Note that the effort of individuals and groups to avoid the costs of subsidizing others is not a phenomenon limited to the private sector. Such competition for lower costs is a prominent feature of public finance as well, as various groups prefer—strongly—to enjoy increases in their preferred programs at the expense of others’ programs, and to shift the tax burdens necessary for public spending programs onto others. Neither private nor public health insurance in the context of allocating costs is a charitable endeavor.
No health-insurance system, whether private or public, can “cover” all individuals or all medical services because resources are limited always and everywhere. This means that both private and public health-insurance systems must impose limits on the consumption of health care: Some classes of services will be denied to patients, and some classes of patients will be denied given services. “Universal coverage” is an unattainable goal; private and public insurance programs are likely to use different criteria with which to impose those limits.
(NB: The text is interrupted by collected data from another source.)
//! Row ordering with per-call type sniffing.
//!
//! A column is compared as integers only when the value in the *first* row is
//! a non-empty run of ASCII digits; otherwise the whole column is compared as
//! text (byte order). Later rows never influence the choice, so a column whose
//! first value is text but whose remaining values are numbers sorts
//! lexicographically.

use std::cmp::Ordering;

use crate::error::{Error, Result};
use crate::table::{ensure_width, Row};

#[derive(Debug, Clone, Copy, PartialEq, Eq)]
pub enum ColumnKind {
    Integer,
    Text,
}

#[derive(Debug, Clone, Copy, PartialEq, Eq)]
pub enum SortOrder {
    Ascending,
    Descending,
}

impl SortOrder {
    fn apply(self, ord: Ordering) -> Ordering {
        match self {
            SortOrder::Ascending => ord,
            SortOrder::Descending => ord.reverse(),
        }
    }
}

/// Decide how column `index` compares, looking at row 0 only.
pub fn sniff_kind(rows: &[Row], index: usize) -> ColumnKind {
    match rows.first().and_then(|r| r.get(index)) {
        Some(v) if !v.is_empty() && v.bytes().all(|b| b.is_ascii_digit()) => ColumnKind::Integer,
        _ => ColumnKind::Text,
    }
}

/// Sort `rows` in place by column `index`.
///
/// On error (short row, unparseable integer) `rows` is left untouched.
pub fn sort_rows(rows: &mut Vec<Row>, index: usize, order: SortOrder) -> Result<()> {
    if rows.is_empty() {
        return Ok(());
    }
    ensure_width(rows, index)?;

    let mut perm: Vec<usize> = (0..rows.len()).collect();
    match sniff_kind(rows, index) {
        ColumnKind::Integer => {
            let keys = rows
                .iter()
                .map(|r| parse_integer(&r[index]))
                .collect::<Result<Vec<i64>>>()?;
            perm.sort_by(|&a, &b| order.apply(keys[a].cmp(&keys[b])));
        }
        ColumnKind::Text => {
            perm.sort_by(|&a, &b| order.apply(rows[a][index].cmp(&rows[b][index])));
        }
    }

    let mut taken: Vec<Option<Row>> = rows.drain(..).map(Some).collect();
    rows.extend(perm.into_iter().filter_map(|i| taken[i].take()));
    Ok(())
}

/// Leading-prefix integer conversion: skips leading whitespace, takes an
/// optional sign and the longest run of digits, and ignores whatever follows
/// (`" 25"` is 25, `"12abc"` is 12). No digits or overflow is an error.
fn parse_integer(value: &str) -> Result<i64> {
    let invalid = || Error::InvalidNumber {
        value: value.to_string(),
    };
    let s = value.trim_start_matches(|c: char| c.is_ascii_whitespace() || c == '\x0b');
    let (negative, rest) = match s.as_bytes().first() {
        Some(b'-') => (true, &s[1..]),
        Some(b'+') => (false, &s[1..]),
        _ => (false, s),
    };
    let digits = rest.bytes().take_while(u8::is_ascii_digit).count();
    if digits == 0 {
        return Err(invalid());
    }

    let mut n: i64 = 0;
    for b in rest[..digits].bytes() {
        let d = i64::from(b - b'0');
        let d = if negative { -d } else { d };
        n = n
            .checked_mul(10)
            .and_then(|n| n.checked_add(d))
            .ok_or_else(invalid)?;
    }
    Ok(n)
}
The empirical analysis presented in this study suggests strongly that the real economic cost of delivering health-insurance benefits under a single-payer system would be substantially greater—at a minimum, roughly double—than that under the current private system. Moreover, the administrative and other net costs of private health-insurance programs are very likely to be efficient in terms of satisfying the preferences of consumers. Such benefits of market institutions should not be discarded lightly.
It is clear that a social consensus—perhaps even near-unanimity—exists with respect to the proposition that to some substantial degree, health-care services ought to be made available to those who cannot afford to pay market prices. Efforts in the private sector to reduce the size and cost of cross-subsidies are efficient economically; but that says only that elimination of such efforts would not yield a free lunch in the form of lower administrative costs without adverse effects. This is not to say that subsidies for the consumption of health-care services necessarily are inefficient; again, such subsidies for, say, the poor are supported widely and thus may be efficient in terms of the preferences of consumers/voters even if delivered through the tax system rather than through private charity. The issue to be addressed is the relative virtues of alternative vehicles with which to deliver such subsidies if it is deemed appropriate to do so. Detailed examination of that question lies outside the scope of this study.
Single-payer systems inexorably must ration care and impose various types of price controls on providers, as the budget pressures attendant upon “free” (or low-cost) health care grows. A deregulated system not tied to employment, on the other hand, would resemble the markets for life insurance or long-term-care insurance: individuals would have powerful incentives to purchase such policies when young, paying actuarially fair premiums, with efficient risk-pooling in the insurance market yielding coverage for whatever level of health-care expenditures for which individual consumers are willing to pay. The problem of the poor can be addressed in such a system in several straightforward ways, among them the provision of vouchers for the purchase of private insurance plans. An alternative approach is the subsidization of private-sector competition in the provision of insurance services, an example of which is the Medicare Part D drug benefit. A reorientation of the current public debate toward such kinds of reform would be salutary.